## INSTRUCTIONS TO FOLLOW
This exercise calls for every line of the data below with the string "Kindle" in it.
════════════════════
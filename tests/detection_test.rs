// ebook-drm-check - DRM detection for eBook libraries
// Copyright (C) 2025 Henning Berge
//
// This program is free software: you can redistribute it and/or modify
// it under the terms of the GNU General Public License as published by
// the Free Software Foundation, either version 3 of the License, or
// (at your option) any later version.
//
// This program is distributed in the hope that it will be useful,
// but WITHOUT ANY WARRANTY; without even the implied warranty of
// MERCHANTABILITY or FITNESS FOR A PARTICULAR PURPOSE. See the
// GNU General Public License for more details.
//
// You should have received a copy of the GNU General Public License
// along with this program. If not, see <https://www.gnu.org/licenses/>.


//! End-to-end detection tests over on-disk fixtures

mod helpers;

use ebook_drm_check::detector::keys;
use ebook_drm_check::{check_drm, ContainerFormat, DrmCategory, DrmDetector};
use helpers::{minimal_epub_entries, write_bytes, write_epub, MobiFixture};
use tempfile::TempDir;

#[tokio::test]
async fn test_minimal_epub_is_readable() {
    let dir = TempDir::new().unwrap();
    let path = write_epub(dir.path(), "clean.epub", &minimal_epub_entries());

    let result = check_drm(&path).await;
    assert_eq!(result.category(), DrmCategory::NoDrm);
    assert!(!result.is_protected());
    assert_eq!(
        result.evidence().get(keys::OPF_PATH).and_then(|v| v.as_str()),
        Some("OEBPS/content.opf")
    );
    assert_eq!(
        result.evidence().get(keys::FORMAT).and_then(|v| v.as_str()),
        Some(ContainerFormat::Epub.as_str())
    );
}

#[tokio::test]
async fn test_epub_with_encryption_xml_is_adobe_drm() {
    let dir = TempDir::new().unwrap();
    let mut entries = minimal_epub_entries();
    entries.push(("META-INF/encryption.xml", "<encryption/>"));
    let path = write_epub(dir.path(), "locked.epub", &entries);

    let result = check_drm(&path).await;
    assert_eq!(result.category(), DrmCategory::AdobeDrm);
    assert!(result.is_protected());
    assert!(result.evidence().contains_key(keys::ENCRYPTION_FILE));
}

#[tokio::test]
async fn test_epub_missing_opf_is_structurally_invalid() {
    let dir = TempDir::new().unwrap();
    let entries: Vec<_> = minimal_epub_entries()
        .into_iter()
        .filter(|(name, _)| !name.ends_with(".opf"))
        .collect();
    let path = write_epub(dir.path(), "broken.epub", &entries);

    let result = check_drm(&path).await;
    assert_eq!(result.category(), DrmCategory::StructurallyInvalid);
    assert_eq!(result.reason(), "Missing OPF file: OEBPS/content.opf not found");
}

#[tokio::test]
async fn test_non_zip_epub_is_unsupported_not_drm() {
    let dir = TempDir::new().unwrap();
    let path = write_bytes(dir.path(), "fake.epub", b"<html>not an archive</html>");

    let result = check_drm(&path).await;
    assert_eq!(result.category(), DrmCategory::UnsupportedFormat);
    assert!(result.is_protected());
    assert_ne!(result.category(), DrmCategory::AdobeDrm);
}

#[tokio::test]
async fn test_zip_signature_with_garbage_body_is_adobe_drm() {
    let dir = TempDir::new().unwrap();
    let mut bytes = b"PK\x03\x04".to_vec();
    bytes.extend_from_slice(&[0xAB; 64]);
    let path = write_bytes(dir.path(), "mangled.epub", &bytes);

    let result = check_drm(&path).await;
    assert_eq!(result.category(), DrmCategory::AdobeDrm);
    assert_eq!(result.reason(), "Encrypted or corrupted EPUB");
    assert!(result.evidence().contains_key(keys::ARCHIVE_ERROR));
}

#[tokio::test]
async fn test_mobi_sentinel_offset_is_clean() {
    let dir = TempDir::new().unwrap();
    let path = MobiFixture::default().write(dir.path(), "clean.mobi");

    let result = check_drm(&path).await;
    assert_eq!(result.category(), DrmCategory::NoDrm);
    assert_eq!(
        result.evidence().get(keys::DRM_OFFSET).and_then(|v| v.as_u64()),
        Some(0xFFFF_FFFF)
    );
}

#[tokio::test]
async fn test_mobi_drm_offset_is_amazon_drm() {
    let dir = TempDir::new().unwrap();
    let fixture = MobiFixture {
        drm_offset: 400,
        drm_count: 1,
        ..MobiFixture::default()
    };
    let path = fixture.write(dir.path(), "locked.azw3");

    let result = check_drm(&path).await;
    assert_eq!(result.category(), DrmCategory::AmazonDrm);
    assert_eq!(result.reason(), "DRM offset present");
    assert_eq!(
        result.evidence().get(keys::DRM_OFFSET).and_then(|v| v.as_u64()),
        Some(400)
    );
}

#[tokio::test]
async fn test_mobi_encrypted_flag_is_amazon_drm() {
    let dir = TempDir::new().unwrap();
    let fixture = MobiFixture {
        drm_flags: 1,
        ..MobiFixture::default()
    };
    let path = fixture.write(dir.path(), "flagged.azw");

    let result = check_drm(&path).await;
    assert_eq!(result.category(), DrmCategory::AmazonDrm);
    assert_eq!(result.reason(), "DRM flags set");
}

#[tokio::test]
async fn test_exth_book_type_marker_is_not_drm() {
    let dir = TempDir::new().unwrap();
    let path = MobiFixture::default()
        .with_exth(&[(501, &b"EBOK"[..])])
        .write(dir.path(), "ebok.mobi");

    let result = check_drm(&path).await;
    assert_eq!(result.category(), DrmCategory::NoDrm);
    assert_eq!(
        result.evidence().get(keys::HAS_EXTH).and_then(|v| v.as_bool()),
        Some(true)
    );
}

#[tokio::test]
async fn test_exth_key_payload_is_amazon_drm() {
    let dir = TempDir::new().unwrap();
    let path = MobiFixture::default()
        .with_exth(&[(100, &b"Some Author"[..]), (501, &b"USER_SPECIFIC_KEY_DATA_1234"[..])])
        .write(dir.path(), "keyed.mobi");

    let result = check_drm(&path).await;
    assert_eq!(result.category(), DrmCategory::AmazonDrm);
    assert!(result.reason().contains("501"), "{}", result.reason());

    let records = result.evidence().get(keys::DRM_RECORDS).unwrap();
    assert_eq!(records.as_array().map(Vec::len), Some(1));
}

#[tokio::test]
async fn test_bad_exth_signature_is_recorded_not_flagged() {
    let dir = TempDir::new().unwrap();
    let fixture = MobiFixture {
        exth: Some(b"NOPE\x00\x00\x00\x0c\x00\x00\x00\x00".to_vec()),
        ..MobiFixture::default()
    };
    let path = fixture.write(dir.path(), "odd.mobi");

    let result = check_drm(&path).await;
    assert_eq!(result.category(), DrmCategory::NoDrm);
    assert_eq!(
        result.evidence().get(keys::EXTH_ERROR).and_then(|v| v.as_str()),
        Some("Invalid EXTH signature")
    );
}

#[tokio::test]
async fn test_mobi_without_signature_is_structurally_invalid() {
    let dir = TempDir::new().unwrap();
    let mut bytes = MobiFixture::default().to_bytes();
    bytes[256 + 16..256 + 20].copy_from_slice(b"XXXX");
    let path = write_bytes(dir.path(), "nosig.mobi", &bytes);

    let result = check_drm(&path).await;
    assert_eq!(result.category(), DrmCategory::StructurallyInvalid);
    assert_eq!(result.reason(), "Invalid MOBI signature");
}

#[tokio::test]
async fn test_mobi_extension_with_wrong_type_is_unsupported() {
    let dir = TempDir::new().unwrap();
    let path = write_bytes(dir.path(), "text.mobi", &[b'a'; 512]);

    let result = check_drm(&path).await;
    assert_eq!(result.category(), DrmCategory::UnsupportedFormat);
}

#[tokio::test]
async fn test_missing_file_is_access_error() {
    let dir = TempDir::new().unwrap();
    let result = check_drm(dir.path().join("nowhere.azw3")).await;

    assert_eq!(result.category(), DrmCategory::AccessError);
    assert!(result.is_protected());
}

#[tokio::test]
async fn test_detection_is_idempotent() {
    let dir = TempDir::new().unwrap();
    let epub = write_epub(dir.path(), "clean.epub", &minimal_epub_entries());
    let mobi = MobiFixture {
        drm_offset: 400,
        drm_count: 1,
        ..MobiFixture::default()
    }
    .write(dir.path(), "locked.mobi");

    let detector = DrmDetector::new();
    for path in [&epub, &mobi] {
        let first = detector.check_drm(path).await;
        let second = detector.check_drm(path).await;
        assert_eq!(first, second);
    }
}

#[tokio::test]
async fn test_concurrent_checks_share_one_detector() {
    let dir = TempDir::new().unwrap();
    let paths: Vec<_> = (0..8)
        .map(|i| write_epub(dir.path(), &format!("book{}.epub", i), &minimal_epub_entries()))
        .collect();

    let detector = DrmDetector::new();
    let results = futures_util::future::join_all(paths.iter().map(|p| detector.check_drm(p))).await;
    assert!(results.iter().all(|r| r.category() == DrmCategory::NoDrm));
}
════════════════════
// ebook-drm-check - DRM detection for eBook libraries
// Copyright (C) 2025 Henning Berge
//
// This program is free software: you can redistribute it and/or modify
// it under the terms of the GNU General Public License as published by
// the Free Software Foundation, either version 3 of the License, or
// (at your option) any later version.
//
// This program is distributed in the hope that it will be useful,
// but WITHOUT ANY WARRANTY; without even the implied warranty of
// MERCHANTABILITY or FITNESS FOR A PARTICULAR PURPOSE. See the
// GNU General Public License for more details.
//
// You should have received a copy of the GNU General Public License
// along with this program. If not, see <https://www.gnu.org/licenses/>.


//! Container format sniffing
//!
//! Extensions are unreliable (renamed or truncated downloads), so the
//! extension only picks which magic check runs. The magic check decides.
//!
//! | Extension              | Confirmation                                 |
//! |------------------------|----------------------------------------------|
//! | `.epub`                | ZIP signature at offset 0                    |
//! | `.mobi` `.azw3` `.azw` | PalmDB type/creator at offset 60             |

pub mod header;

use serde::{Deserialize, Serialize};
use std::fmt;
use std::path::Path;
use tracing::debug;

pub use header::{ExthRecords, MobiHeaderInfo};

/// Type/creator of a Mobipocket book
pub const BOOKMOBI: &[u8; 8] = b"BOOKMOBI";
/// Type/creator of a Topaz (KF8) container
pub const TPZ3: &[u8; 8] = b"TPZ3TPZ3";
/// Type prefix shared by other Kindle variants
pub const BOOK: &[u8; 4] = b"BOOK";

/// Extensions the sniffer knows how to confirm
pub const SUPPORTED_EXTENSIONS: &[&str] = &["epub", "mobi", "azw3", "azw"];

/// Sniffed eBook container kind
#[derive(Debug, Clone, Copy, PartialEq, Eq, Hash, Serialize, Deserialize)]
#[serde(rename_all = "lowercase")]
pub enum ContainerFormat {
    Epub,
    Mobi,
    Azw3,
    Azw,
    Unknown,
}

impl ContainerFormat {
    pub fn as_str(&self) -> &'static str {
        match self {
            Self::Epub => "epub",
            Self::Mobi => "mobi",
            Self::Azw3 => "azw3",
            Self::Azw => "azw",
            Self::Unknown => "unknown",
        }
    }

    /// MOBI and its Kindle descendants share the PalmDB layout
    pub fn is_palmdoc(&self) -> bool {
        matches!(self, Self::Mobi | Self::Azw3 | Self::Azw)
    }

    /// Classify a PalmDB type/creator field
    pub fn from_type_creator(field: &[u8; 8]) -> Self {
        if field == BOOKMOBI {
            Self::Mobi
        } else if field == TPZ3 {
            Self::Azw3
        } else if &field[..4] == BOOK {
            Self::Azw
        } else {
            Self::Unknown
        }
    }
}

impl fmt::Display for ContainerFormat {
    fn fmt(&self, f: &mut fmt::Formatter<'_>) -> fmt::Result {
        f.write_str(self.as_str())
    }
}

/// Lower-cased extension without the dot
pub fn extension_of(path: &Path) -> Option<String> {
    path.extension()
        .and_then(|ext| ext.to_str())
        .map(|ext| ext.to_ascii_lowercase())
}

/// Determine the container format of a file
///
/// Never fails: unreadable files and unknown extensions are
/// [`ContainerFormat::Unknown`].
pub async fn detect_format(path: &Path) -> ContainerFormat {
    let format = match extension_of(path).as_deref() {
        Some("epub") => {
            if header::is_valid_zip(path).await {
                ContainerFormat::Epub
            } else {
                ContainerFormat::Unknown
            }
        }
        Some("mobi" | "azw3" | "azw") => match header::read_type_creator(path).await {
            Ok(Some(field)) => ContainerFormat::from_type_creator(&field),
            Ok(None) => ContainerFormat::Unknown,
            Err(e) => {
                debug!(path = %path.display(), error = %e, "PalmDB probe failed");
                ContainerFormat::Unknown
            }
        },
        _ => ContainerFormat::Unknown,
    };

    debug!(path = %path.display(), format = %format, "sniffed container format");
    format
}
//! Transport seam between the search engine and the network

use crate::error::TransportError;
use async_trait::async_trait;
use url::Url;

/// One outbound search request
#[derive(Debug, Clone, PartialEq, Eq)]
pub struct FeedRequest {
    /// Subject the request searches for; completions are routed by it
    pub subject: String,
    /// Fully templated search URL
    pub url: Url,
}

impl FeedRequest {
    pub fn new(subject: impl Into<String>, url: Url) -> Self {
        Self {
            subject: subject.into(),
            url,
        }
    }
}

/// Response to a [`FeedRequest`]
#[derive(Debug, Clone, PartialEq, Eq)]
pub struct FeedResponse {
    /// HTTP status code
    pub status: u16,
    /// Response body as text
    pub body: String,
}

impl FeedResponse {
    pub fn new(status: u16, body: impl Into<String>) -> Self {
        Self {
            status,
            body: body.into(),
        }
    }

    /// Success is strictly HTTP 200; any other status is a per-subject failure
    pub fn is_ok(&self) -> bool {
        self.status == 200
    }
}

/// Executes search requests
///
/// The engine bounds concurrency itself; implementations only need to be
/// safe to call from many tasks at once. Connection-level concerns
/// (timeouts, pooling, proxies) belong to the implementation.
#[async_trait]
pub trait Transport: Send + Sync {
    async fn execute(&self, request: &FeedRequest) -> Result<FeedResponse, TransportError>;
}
════════════════════
## SOLUTION FOR THIS EXERCISE
/// Type prefix shared by other Kindle variants
    /// MOBI and its Kindle descendants share the PalmDB layout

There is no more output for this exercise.